[Stored records]
++++++++++

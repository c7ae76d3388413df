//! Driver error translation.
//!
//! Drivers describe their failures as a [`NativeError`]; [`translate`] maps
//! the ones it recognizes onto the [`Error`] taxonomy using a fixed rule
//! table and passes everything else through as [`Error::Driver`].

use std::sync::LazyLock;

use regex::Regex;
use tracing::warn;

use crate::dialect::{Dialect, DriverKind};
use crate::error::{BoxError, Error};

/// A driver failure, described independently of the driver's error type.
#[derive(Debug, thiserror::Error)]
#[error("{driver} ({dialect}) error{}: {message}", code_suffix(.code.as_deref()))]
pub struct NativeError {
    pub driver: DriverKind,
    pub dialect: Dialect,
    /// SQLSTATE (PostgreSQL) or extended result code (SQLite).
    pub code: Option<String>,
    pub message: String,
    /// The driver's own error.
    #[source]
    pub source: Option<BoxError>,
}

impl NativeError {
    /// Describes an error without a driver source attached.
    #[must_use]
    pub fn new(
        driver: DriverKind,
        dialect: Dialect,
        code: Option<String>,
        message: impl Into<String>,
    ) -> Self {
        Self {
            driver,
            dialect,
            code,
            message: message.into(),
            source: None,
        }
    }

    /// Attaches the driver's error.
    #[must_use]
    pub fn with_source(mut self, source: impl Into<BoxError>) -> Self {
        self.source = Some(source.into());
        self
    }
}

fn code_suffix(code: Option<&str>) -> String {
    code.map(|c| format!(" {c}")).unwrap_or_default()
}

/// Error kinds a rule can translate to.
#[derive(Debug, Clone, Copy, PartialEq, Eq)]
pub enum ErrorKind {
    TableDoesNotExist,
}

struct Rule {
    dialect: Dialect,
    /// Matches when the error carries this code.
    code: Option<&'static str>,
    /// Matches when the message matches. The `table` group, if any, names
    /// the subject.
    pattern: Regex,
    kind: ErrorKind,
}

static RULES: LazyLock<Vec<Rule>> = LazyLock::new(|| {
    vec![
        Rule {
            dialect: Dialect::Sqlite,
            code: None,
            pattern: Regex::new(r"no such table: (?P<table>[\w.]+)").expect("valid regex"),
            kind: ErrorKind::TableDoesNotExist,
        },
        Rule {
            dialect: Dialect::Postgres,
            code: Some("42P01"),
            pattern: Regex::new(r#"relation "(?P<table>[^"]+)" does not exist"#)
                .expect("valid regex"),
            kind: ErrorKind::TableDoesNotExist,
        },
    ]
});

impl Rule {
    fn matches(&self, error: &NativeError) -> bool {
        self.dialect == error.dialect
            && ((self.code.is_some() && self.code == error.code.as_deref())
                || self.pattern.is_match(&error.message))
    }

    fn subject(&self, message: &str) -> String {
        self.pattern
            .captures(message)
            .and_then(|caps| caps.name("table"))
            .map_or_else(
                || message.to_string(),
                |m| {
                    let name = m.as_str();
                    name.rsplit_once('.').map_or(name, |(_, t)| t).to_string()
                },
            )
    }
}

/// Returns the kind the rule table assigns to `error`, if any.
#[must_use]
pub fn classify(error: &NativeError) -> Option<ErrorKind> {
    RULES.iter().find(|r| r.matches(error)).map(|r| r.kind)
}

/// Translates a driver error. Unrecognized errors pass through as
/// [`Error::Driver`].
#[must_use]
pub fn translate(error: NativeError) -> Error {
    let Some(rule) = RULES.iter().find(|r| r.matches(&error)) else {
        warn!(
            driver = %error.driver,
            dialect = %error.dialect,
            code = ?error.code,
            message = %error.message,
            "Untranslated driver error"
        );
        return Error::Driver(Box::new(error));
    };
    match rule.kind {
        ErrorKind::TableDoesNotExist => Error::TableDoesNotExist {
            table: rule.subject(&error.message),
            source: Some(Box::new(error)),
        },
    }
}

++++++++++

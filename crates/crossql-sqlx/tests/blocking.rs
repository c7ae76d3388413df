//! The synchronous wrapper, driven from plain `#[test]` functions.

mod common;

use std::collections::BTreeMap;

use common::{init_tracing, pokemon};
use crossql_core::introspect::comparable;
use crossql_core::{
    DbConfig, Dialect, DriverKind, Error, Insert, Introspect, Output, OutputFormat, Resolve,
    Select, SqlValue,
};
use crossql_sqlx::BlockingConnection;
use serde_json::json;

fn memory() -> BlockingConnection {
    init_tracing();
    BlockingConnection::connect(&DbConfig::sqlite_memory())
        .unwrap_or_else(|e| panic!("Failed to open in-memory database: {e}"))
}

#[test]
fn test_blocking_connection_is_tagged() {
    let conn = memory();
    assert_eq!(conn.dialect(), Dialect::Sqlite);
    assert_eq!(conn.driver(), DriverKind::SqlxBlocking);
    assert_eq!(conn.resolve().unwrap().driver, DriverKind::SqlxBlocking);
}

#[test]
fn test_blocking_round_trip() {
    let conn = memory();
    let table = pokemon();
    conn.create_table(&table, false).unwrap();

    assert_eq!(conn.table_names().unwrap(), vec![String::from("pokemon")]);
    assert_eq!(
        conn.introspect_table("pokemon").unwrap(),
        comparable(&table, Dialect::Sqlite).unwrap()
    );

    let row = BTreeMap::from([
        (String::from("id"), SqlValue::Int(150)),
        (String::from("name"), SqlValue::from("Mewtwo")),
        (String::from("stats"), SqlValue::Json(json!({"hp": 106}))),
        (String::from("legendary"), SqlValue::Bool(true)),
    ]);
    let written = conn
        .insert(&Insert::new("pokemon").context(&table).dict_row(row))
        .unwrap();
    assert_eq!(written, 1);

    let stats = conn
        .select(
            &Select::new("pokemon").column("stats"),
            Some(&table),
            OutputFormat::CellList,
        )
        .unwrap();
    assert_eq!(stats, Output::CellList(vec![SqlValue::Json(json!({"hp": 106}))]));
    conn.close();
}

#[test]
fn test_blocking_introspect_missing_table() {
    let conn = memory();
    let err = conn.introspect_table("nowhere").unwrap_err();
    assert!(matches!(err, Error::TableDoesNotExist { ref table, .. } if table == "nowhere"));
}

++++++++++

### What you are asked to do
Return the lines of the records that include the string "derive".

### Your solution
#[derive(Debug, thiserror::Error)]
#[derive(Debug, Clone, Copy, PartialEq, Eq)]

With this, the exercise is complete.